Eating disorders; Anorexia nervosa; Bulimia nervosa; Psychodynamic approach; Interpersonal dependency; Affective dependency; Adolescence


Eating disorders

Eating disorders such as anorexia and bulimia remain a constant source of interrogation for both psychopathologists and clinicians. We consider that some relevant facts must be taken into consideration, in order to enlighten such behaviours:

1. Why is adolescence the elective time for the onset of these disorders? More precisely, within the span of adolescence two periods are especially vulnerable: Puberty (with hormonal and body changes) and the time around turning eighteen (which concentrate experiences of autonomy from the parents, access into adulthood, and the completion of secondary school)

2. Why these disturbances are so predominant in female population?

3. How can we situate eating disorders within traditional nosology and from a psychodynamic point of view?

In fact, they are "transnosological". Indeed, a large part of the classical nosology can be observed in various degrees and more or less associated amongst people suffering from eating disorders, and yet no single syndrome alone can fully describe the specificity of the disorder. Instead, we come across different traits such as obsessional, hysterical, phobic, autistic ones, but also, depressive, sensitive and impulsive ones. These traits are nevertheless the least specific elements of the disorder and none of them reveal the essence of the psychological economy of these adolescents that is the dimension of their "acting-out", the compelling force which drives them to respond to their personal conflicts with a particular behaviour.

These three essentials questions have led us to believe that the fundamental difficulty of these adolescents lies in their personalities and their capacity to deal with conflict. This is confirmed by follow-up studies with anorexic patients that found a less favourable evolution regarding personality that regarding the eating disorder itself [1].

This statement raises in turn a twofold question: are there specific conflicts involved, and what are the distinctive characteristics of these personalities?

In order to answer to these two last questions we must take into account the aforementioned facts that are the role of adolescence in triggering these disorders, and the necessity of using psychological data which transcends traditional psychopathological diagnosis.

An additional fact that seems relevant to be taken into account is the similar paradoxical relationship this patient display towards both food and people:

1. An oscillation between a great eagerness for relationships and a tendency for isolation and withdrawal, with a same intolerance to loneliness and to closeness.

2. A great awareness of others’ attitude and opinion, frequently in a hypersensitive manner.

3. Difficulties in regulating relationships and in finding optimal distance with violent changes from idealized attachment to total rupture, vindictiveness, and even outright hostility when faced with a minor deception.

4. An oscillation between an anxiety due to fear of separation and an anxiety due to fear of intrusion.

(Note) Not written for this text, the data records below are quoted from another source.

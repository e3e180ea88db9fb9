//! JSON scene loading.
//!
//! A scene file is a JSON array of entries, each tagged with a `type`:
//!
//! ```json
//! [
//!   { "type": "camera", "width": 1.0, "height": 1.0 },
//!   { "type": "sphere", "position": [0, 0, 5], "radius": 1, "diffuse_color": [1, 0, 0] },
//!   { "type": "plane", "position": [0, -1, 0], "normal": [0, 1, 0], "diffuse_color": [0, 0, 1] },
//!   { "type": "light", "position": [0, 10, 0], "color": [1, 1, 1], "radial-a2": 0.01 }
//! ]
//! ```
//!
//! Unknown types, unknown or duplicate keys, missing required keys, and
//! negative radii, colors, or attenuation values are rejected.

use std::path::Path;

use raycast_math::{Color, Vec3};
use serde::Deserialize;
use serde_json::value::RawValue;
use serde_json::{Map, Value};
use thiserror::Error;

use crate::scene::{Camera, Geometry, Light, RadialAttenuation, Scene, SceneObject, Surface};

/// Errors that can occur during scene loading.
#[derive(Error, Debug)]
pub enum LoadError {
    #[error("IO error: {0}")]
    Io(#[from] std::io::Error),

    #[error("Scene must be a JSON array of objects: {0}")]
    Json(#[from] serde_json::Error),

    #[error("Entry {index}: {source}")]
    Entry {
        index: usize,
        #[source]
        source: serde_json::Error,
    },

    #[error("Entry {index} ({kind}): {message}")]
    Invalid {
        index: usize,
        kind: &'static str,
        message: String,
    },
}

/// Result type for loading operations.
pub type LoadResult<T> = Result<T, LoadError>;

#[derive(Deserialize, Debug)]
#[serde(tag = "type", rename_all = "lowercase")]
enum Entry {
    Camera(CameraEntry),
    Sphere(SphereEntry),
    Plane(PlaneEntry),
    Light(LightEntry),
}

#[derive(Deserialize, Debug)]
#[serde(deny_unknown_fields)]
struct CameraEntry {
    width: f64,
    height: f64,
}

#[derive(Deserialize, Debug)]
#[serde(deny_unknown_fields)]
struct SphereEntry {
    position: [f64; 3],
    radius: f64,
    diffuse_color: [f64; 3],
    specular_color: Option<[f64; 3]>,
    ns: Option<f64>,
}

#[derive(Deserialize, Debug)]
#[serde(deny_unknown_fields)]
struct PlaneEntry {
    position: [f64; 3],
    normal: [f64; 3],
    diffuse_color: [f64; 3],
    specular_color: Option<[f64; 3]>,
    ns: Option<f64>,
}

#[derive(Deserialize, Debug)]
#[serde(deny_unknown_fields)]
struct LightEntry {
    position: [f64; 3],
    color: [f64; 3],
    direction: Option<[f64; 3]>,
    theta: Option<f64>,
    #[serde(rename = "radial-a0")]
    radial_a0: Option<f64>,
    #[serde(rename = "radial-a1")]
    radial_a1: Option<f64>,
    #[serde(rename = "radial-a2")]
    radial_a2: Option<f64>,
    #[serde(rename = "angular-a0")]
    angular_a0: Option<f64>,
}

/// Load a scene from a JSON file.
pub fn load_scene<P: AsRef<Path>>(path: P) -> LoadResult<Scene> {
    let path = path.as_ref();
    let text = std::fs::read_to_string(path)?;
    log::debug!("Read {} bytes from {}", text.len(), path.display());
    load_scene_from_str(&text)
}

/// Load a scene from a JSON string.
pub fn load_scene_from_str(text: &str) -> LoadResult<Scene> {
    let raw_entries: Vec<Box<RawValue>> = serde_json::from_str(text)?;

    if raw_entries.is_empty() {
        log::warn!("Scene file is an empty array");
    }

    let mut camera: Option<Camera> = None;
    let mut objects = Vec::new();
    let mut lights = Vec::new();

    for (index, raw) in raw_entries.iter().enumerate() {
        // Entries are re-parsed from their raw text so duplicate keys are still caught
        let fields: Map<String, Value> = serde_json::from_str(raw.get())
            .map_err(|source| LoadError::Entry { index, source })?;
        if fields.is_empty() {
            log::warn!("Entry {} is an empty object, skipping", index);
            continue;
        }

        let entry: Entry = serde_json::from_str(raw.get())
            .map_err(|source| LoadError::Entry { index, source })?;

        match entry {
            Entry::Camera(entry) => {
                if camera.is_some() {
                    log::warn!("Entry {} redefines the camera, using the last one", index);
                }
                camera = Some(camera_from_entry(index, entry)?);
            }
            Entry::Sphere(entry) => objects.push(sphere_from_entry(index, entry)?),
            Entry::Plane(entry) => objects.push(plane_from_entry(index, entry)?),
            Entry::Light(entry) => lights.push(light_from_entry(index, entry)?),
        }
    }

    let camera = camera.unwrap_or_else(|| {
        log::warn!("Scene has no camera, using a 0x0 view plane");
        Camera::default()
    });

    log::info!(
        "Loaded scene: {} objects, {} lights, camera {}x{}",
        objects.len(),
        lights.len(),
        camera.width,
        camera.height
    );

    Ok(Scene::new(camera, objects, lights))
}

fn camera_from_entry(index: usize, entry: CameraEntry) -> LoadResult<Camera> {
    non_negative(index, "camera", "width", entry.width)?;
    non_negative(index, "camera", "height", entry.height)?;
    Ok(Camera::new(entry.width, entry.height))
}

fn sphere_from_entry(index: usize, entry: SphereEntry) -> LoadResult<SceneObject> {
    non_negative(index, "sphere", "radius", entry.radius)?;
    Ok(SceneObject {
        geometry: Geometry::Sphere {
            center: Vec3::from_array(entry.position),
            radius: entry.radius,
        },
        surface: surface_from_entry(
            index,
            "sphere",
            entry.diffuse_color,
            entry.specular_color,
            entry.ns,
        )?,
    })
}

fn plane_from_entry(index: usize, entry: PlaneEntry) -> LoadResult<SceneObject> {
    Ok(SceneObject {
        geometry: Geometry::Plane {
            point: Vec3::from_array(entry.position),
            normal: Vec3::from_array(entry.normal),
        },
        surface: surface_from_entry(
            index,
            "plane",
            entry.diffuse_color,
            entry.specular_color,
            entry.ns,
        )?,
    })
}

fn surface_from_entry(
    index: usize,
    kind: &'static str,
    diffuse: [f64; 3],
    specular: Option<[f64; 3]>,
    ns: Option<f64>,
) -> LoadResult<Surface> {
    let mut surface = Surface {
        diffuse: color(index, kind, "diffuse_color", diffuse)?,
        ..Default::default()
    };
    if let Some(specular) = specular {
        surface.specular = color(index, kind, "specular_color", specular)?;
    }
    if let Some(ns) = ns {
        surface.shininess = non_negative(index, kind, "ns", ns)?;
    }
    Ok(surface)
}

fn light_from_entry(index: usize, entry: LightEntry) -> LoadResult<Light> {
    let defaults = RadialAttenuation::default();
    let radial = RadialAttenuation::new(
        optional_non_negative(index, "radial-a0", entry.radial_a0, defaults.constant)?,
        optional_non_negative(index, "radial-a1", entry.radial_a1, defaults.linear)?,
        optional_non_negative(index, "radial-a2", entry.radial_a2, defaults.quadratic)?,
    );
    if radial.constant == 0.0 && radial.linear == 0.0 && radial.quadratic == 0.0 {
        return Err(invalid(index, "light", "radial attenuation coefficients cannot all be zero"));
    }

    Ok(Light {
        position: Vec3::from_array(entry.position),
        direction: entry.direction.map(Vec3::from_array).unwrap_or(Vec3::ZERO),
        color: color(index, "light", "color", entry.color)?,
        cone_angle: optional_non_negative(index, "theta", entry.theta, 0.0)?,
        angular_falloff: optional_non_negative(index, "angular-a0", entry.angular_a0, 0.0)?,
        radial,
    })
}

fn color(index: usize, kind: &'static str, key: &str, value: [f64; 3]) -> LoadResult<Color> {
    if value.iter().any(|c| *c < 0.0) {
        return Err(invalid(
            index,
            kind,
            format!("'{}' components must be at least 0.0", key),
        ));
    }
    Ok(Color::from_array(value))
}

fn non_negative(index: usize, kind: &'static str, key: &str, value: f64) -> LoadResult<f64> {
    if value < 0.0 {
        return Err(invalid(index, kind, format!("'{}' cannot be negative", key)));
    }
    Ok(value)
}

fn optional_non_negative(
    index: usize,
    key: &str,
    value: Option<f64>,
    default: f64,
) -> LoadResult<f64> {
    match value {
        Some(value) => non_negative(index, "light", key, value),
        None => Ok(default),
    }
}

fn invalid(index: usize, kind: &'static str, message: impl Into<String>) -> LoadError {
    LoadError::Invalid {
        index,
        kind,
        message: message.into(),
    }
}
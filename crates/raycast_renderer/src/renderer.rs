//! Image driver: one primary ray per pixel.
//!
//! Pixels are traced in row-major order, top row first. Each pixel only
//! reads the scene, so results do not depend on visiting order. Misses
//! stay black.

use std::time::Instant;

use bytemuck::{Pod, Zeroable};
use raycast_core::Scene;
use raycast_math::{clamp_unit, Color};

use crate::camera::ViewPlane;
use crate::shading::shade;
use crate::trace::shoot;
use crate::RenderResult;

/// 8-bit RGB pixel.
#[repr(C)]
#[derive(Debug, Clone, Copy, Default, PartialEq, Eq, Pod, Zeroable)]
pub struct Pixel {
    pub red: u8,
    pub green: u8,
    pub blue: u8,
}

impl Pixel {
    pub const BLACK: Pixel = Pixel::new(0, 0, 0);

    pub const fn new(red: u8, green: u8, blue: u8) -> Self {
        Self { red, green, blue }
    }

    /// Convert a linear color to 8 bits: clamp to [0, 1], scale by 255, truncate.
    pub fn from_color(color: Color) -> Self {
        let c = clamp_unit(color) * 255.0;
        Self::new(c.x as u8, c.y as u8, c.z as u8)
    }
}

/// Row-major pixel buffer.
#[derive(Debug, Clone, PartialEq)]
pub struct ImageBuffer {
    pub width: u32,
    pub height: u32,
    pub pixels: Vec<Pixel>,
}

impl ImageBuffer {
    /// Create a new image buffer filled with black.
    pub fn new(width: u32, height: u32) -> Self {
        Self {
            width,
            height,
            pixels: vec![Pixel::BLACK; width as usize * height as usize],
        }
    }

    fn index(&self, x: u32, y: u32) -> usize {
        y as usize * self.width as usize + x as usize
    }

    /// Get the pixel at (x, y).
    pub fn get(&self, x: u32, y: u32) -> Pixel {
        self.pixels[self.index(x, y)]
    }

    /// Set the pixel at (x, y).
    pub fn set(&mut self, x: u32, y: u32, pixel: Pixel) {
        let index = self.index(x, y);
        self.pixels[index] = pixel;
    }

    /// Packed RGB bytes, row-major.
    pub fn as_bytes(&self) -> &[u8] {
        bytemuck::cast_slice(&self.pixels)
    }
}

/// Trace and shade the pixel at (x, y).
pub fn render_pixel(scene: &Scene, view: &ViewPlane, x: u32, y: u32) -> RenderResult<Pixel> {
    let ray = view.ray(x, y);
    match shoot(&ray, scene.objects())? {
        Some(hit) => shade(&ray, &hit, scene.objects(), scene.lights()),
        None => Ok(Pixel::BLACK),
    }
}

/// Render the entire scene at `width` x `height` pixels.
///
/// Fails without returning a partial image if the scene holds geometry
/// the tracer cannot intersect.
pub fn render(scene: &Scene, width: u32, height: u32) -> RenderResult<ImageBuffer> {
    let start = Instant::now();
    log::info!(
        "Rendering {}x{} ({} objects, {} lights)",
        width,
        height,
        scene.objects().len(),
        scene.lights().len()
    );

    let view = ViewPlane::new(scene.camera(), width, height);
    let mut image = ImageBuffer::new(width, height);

    for y in 0..height {
        for x in 0..width {
            let pixel = render_pixel(scene, &view, x, y)?;
            image.set(x, y, pixel);
        }
    }

    log::info!("Rendered in {:?}", start.elapsed());
    Ok(image)
}
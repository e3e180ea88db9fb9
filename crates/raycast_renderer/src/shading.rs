//! Local illumination: diffuse and specular terms with shadows.
//!
//! Each light that reaches the point contributes
//! `(diffuse + specular) * radial * angular`, floored at zero per channel.
//! Contributions are summed and clamped to [0, 1] when converted to a pixel.
//! There is no ambient term: a point in shadow of every light is black.

use crate::geometry::surface_normal;
use crate::renderer::Pixel;
use crate::trace::{in_shadow, Hit};
use crate::RenderResult;
use raycast_core::{Light, SceneObject};
use raycast_math::{direction_to, reflect, Color, Ray, Vec3};

/// Spotlight falloff at `point`.
///
/// Omnidirectional lights (see [`Light::is_spot`]) always return 1.
///
/// The cone test treats a point as blocked when the cosine between the
/// light axis and the light-to-point vector is *greater* than the cone
/// cosine, and the falloff exponent is applied to the dot product of that
/// vector with the light's *position*.
pub fn angular_attenuation(point: Vec3, light: &Light) -> f64 {
    if !light.is_spot() {
        return 1.0;
    }

    let to_point = -direction_to(point, light.position);
    let cos_alpha = to_point.dot(light.direction);
    let cos_theta = light.cone_angle.to_radians().cos();
    if cos_alpha > cos_theta {
        return 0.0;
    }

    to_point
        .dot(light.position)
        .max(0.0)
        .powf(light.angular_falloff)
}

/// Lambertian term for one light.
pub fn diffuse(normal: Vec3, to_light: Vec3, object: &SceneObject, light: &Light) -> Color {
    let cos_alpha = normal.dot(to_light);
    if cos_alpha > 0.0 {
        object.surface.diffuse * light.color * cos_alpha
    } else {
        Color::ZERO
    }
}

/// Phong highlight for one light, seen along `ray`.
pub fn specular(
    ray: &Ray,
    normal: Vec3,
    to_light: Vec3,
    object: &SceneObject,
    light: &Light,
) -> Color {
    let cos_alpha = normal.dot(to_light);
    let view = -ray.direction;
    let reflected = reflect(to_light, normal);
    let cos_beta = view.dot(reflected);

    if cos_beta > 0.0 && cos_alpha > 0.0 {
        object.surface.specular * light.color * cos_beta.powf(object.surface.shininess)
    } else {
        Color::ZERO
    }
}

/// Color added by a single light at `point`, ignoring shadows.
///
/// `normal` is the unit surface normal of `object` at `point`.
pub fn light_contribution(
    ray: &Ray,
    point: Vec3,
    normal: Vec3,
    object: &SceneObject,
    light: &Light,
) -> Color {
    let to_light = direction_to(point, light.position);

    let radial = light.radial.factor(point.distance(light.position));
    let angular = angular_attenuation(point, light);

    let color = (diffuse(normal, to_light, object, light)
        + specular(ray, normal, to_light, object, light))
        * (radial * angular);

    color.max(Color::ZERO)
}

/// Shade the point where `ray` hits an object with every light that reaches it.
pub fn shade(
    ray: &Ray,
    hit: &Hit,
    objects: &[SceneObject],
    lights: &[Light],
) -> RenderResult<Pixel> {
    let point = ray.at(hit.t);
    let normal = surface_normal(point, &hit.object.geometry).map_err(|e| e.at(hit.index))?;
    let mut sum = Color::ZERO;

    for light in lights {
        if in_shadow(point, light, objects, hit.object)? {
            continue;
        }
        sum += light_contribution(ray, point, normal, hit.object, light);
    }

    Ok(Pixel::from_color(sum))
}
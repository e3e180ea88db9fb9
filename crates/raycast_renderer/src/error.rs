//! Errors raised while tracing a scene.

use thiserror::Error;

/// Errors that abort a render.
#[derive(Error, Debug, Clone, PartialEq)]
pub enum RenderError {
    #[error("Unsupported geometry type {kind} at object {index}")]
    UnsupportedGeometry { kind: &'static str, index: usize },
}

/// Result type for render operations.
pub type RenderResult<T> = Result<T, RenderError>;

/// Geometry with no intersection or normal routine, named by kind.
#[derive(Error, Debug, Clone, Copy, PartialEq, Eq)]
#[error("Unsupported geometry type: {0}")]
pub struct UnsupportedGeometry(pub &'static str);

impl UnsupportedGeometry {
    /// Attach the position of the offending object in the scene.
    pub fn at(self, index: usize) -> RenderError {
        RenderError::UnsupportedGeometry {
            kind: self.0,
            index,
        }
    }
}
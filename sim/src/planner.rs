//! Path planner - weighted A* over the 4-connected grid.
//!
//! One planner covers both modes of play:
//!
//! - **Basic**: every step costs 1 and the heuristic is the Manhattan
//!   distance, so returned paths are shortest paths.
//! - **Cost-aware** (`penalty_enabled`): stepping onto a penalty cell costs
//!   [`PENALTY_STEP_COST`], and the heuristic adds [`PENALTY_HEURISTIC_BONUS`]
//!   when the cell being scored is itself a penalty cell. The bonus makes the
//!   heuristic inadmissible on purpose: it steers the agent away from
//!   obstacle-adjacent cells before they become blocking. Paths in this mode
//!   are not guaranteed to be minimal-cost.
//!
//! ## Tie-breaking
//!
//! The open set is a min-heap keyed on `(priority, cell)`. Equal priorities
//! pop in lexicographic `(row, col)` order, so searches are reproducible.
//!
//! ## Tracing
//!
//! The search performs no I/O. Expansion and update events are reported to a
//! [`PlannerObserver`]; [`TracingObserver`] forwards them to `tracing`.

use crate::components::Cell;
use crate::grid::GameMap;
use bevy_ecs::prelude::*;
use serde::{Deserialize, Serialize};
use std::cmp::Reverse;
use std::collections::{BinaryHeap, HashMap};

/// Cost of stepping onto a penalty cell in cost-aware mode.
pub const PENALTY_STEP_COST: u32 = 2;

/// Heuristic bias added for penalty cells in cost-aware mode.
pub const PENALTY_HEURISTIC_BONUS: u32 = 5;

/// Planner mode selection.
#[derive(Resource, Debug, Clone, Copy, Default, PartialEq, Eq, Serialize, Deserialize)]
pub struct PlannerConfig {
    /// Charge extra for penalty cells and bias the heuristic away from them.
    pub penalty_enabled: bool,
}

// ============================================================================
// OBSERVER
// ============================================================================

/// Hooks invoked while a search runs. All methods default to no-ops.
pub trait PlannerObserver {
    fn on_search_start(&mut self, _start: Cell, _goal: Cell) {}
    /// A cell was popped from the open set.
    fn on_expand(&mut self, _cell: Cell) {}
    /// A walkable neighbour was costed.
    fn on_evaluate(&mut self, _cell: Cell, _cost: u32) {}
    /// A neighbour got a better cost and was pushed.
    fn on_update(&mut self, _cell: Cell, _priority: u32) {}
    fn on_path_found(&mut self, _path: &[Cell]) {}
    fn on_no_path(&mut self) {}
}

/// Observer that ignores every event.
#[derive(Debug, Clone, Copy, Default)]
pub struct NoopObserver;

impl PlannerObserver for NoopObserver {}

/// Observer that emits `tracing` events using board labels (`A1`, `C10`).
#[derive(Debug, Clone, Copy, Default)]
pub struct TracingObserver;

impl PlannerObserver for TracingObserver {
    fn on_search_start(&mut self, start: Cell, goal: Cell) {
        tracing::debug!(start = %start.label(), goal = %goal.label(), "search started");
    }

    fn on_expand(&mut self, cell: Cell) {
        tracing::trace!(cell = %cell.label(), "expanding");
    }

    fn on_evaluate(&mut self, cell: Cell, cost: u32) {
        tracing::trace!(cell = %cell.label(), cost, "evaluating neighbour");
    }

    fn on_update(&mut self, cell: Cell, priority: u32) {
        tracing::trace!(cell = %cell.label(), priority, "updated");
    }

    fn on_path_found(&mut self, path: &[Cell]) {
        let labels: Vec<String> = path.iter().map(Cell::label).collect();
        tracing::debug!(len = path.len(), path = ?labels, "path found");
    }

    fn on_no_path(&mut self) {
        tracing::debug!("no path to goal");
    }
}

// ============================================================================
// RESULTS
// ============================================================================

/// Search effort counters.
#[derive(Debug, Clone, Copy, Default, PartialEq, Eq, Serialize, Deserialize)]
pub struct PlanStats {
    /// Entries popped from the open set.
    pub expanded: u32,
    /// Entries pushed onto the open set, the start included.
    pub pushed: u32,
}

/// Result of a search. Failing to find a path is an outcome, not an error:
/// obstacles keep moving, so the caller may simply retry next tick.
#[derive(Debug, Clone, PartialEq, Eq)]
pub enum PlanOutcome {
    /// Cells from (excluding) the start to (including) the goal.
    Found(Vec<Cell>),
    NoPath,
}
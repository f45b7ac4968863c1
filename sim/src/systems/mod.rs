//! ECS systems for the Crossing simulation.
//!
//! Every tick runs one chained group, strictly in this order:
//!
//! **Obstacles** - update the world:
//! - `obstacle_motion_system` - moves every obstacle along its lane
//! - `cost_map_system` - rebuilds the game map from obstacle positions
//!
//! **Navigation** - read the fresh map:
//! - `replan_system` - searches again when the held path is stale
//! - `agent_step_system` - moves the agent one cell
//! - `outcome_system` - detects collision and arrival

pub mod navigation;
pub mod obstacles;
pub mod serialization;

pub use navigation::*;
pub use obstacles::*;
pub use serialization::*;
//! Errors raised while setting up a simulation.
//!
//! Only construction and rendering can fail. Once a `SimWorld` exists,
//! planning failures, collisions and victories are reported through
//! `RunStatus`.

use crate::components::Cell;
use thiserror::Error;

#[derive(Debug, Error)]
pub enum SimError {
    #[error("grid must have at least one row and one column, got {rows}x{cols}")]
    EmptyGrid { rows: usize, cols: usize },

    #[error("{what} cell {cell} is outside the {rows}x{cols} grid")]
    OutOfBounds {
        what: &'static str,
        cell: Cell,
        rows: usize,
        cols: usize,
    },

    #[error("obstacle at ({row}, {col}) is outside the grid")]
    ObstacleOutOfBounds { row: usize, col: usize },

    #[error("obstacle lane on row {row} shares a row with the start or goal")]
    ObstacleOnAgentRow { row: usize },

    #[error("tick rate must be a positive number of ticks per second, got {0}")]
    InvalidTickRate(f32),

    #[error("invalid configuration: {0}")]
    Config(#[from] serde_json::Error),

    #[error("i/o failure: {0}")]
    Io(#[from] std::io::Error),
}

pub type Result<T> = std::result::Result<T, SimError>;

5. The coexistence of high expectations towards important people along with the ability to be easily influenced, but at the same time a huge capacity for opposition and obstinate refusal to change.

6. An extreme sensitivity to the fact that we manifest interest in them and the outcome of the treatment depends on how deeply the therapist believes in the methods he uses.

As a whole, these characteristics find a common ground in the concept of dependency. Abraham et al. [2] suggested a personality typology based on the development of oral stage and its difficulties. The oral stage lived in satisfaction gives personalities subject to the influence of orality, but driven by optimism and self-realization. On the contrary, the pitfalls can generate a passive character, in the perpetual expectation of a benevolent and protective being in the image of the maternal figure. This type of personality is characterized by a tendency to depression, emotional greed, and intolerance to loneliness and oral addictions, especially eating disorders. Affective dependency is part of the concept of interpersonal dependency, which includes deficits in: the separation process due to insecure attachment, the establishment of a personal identity, the ability to acquire self-esteem and to integrate into an autonomous and independent adult status, with the ability to make personal choices.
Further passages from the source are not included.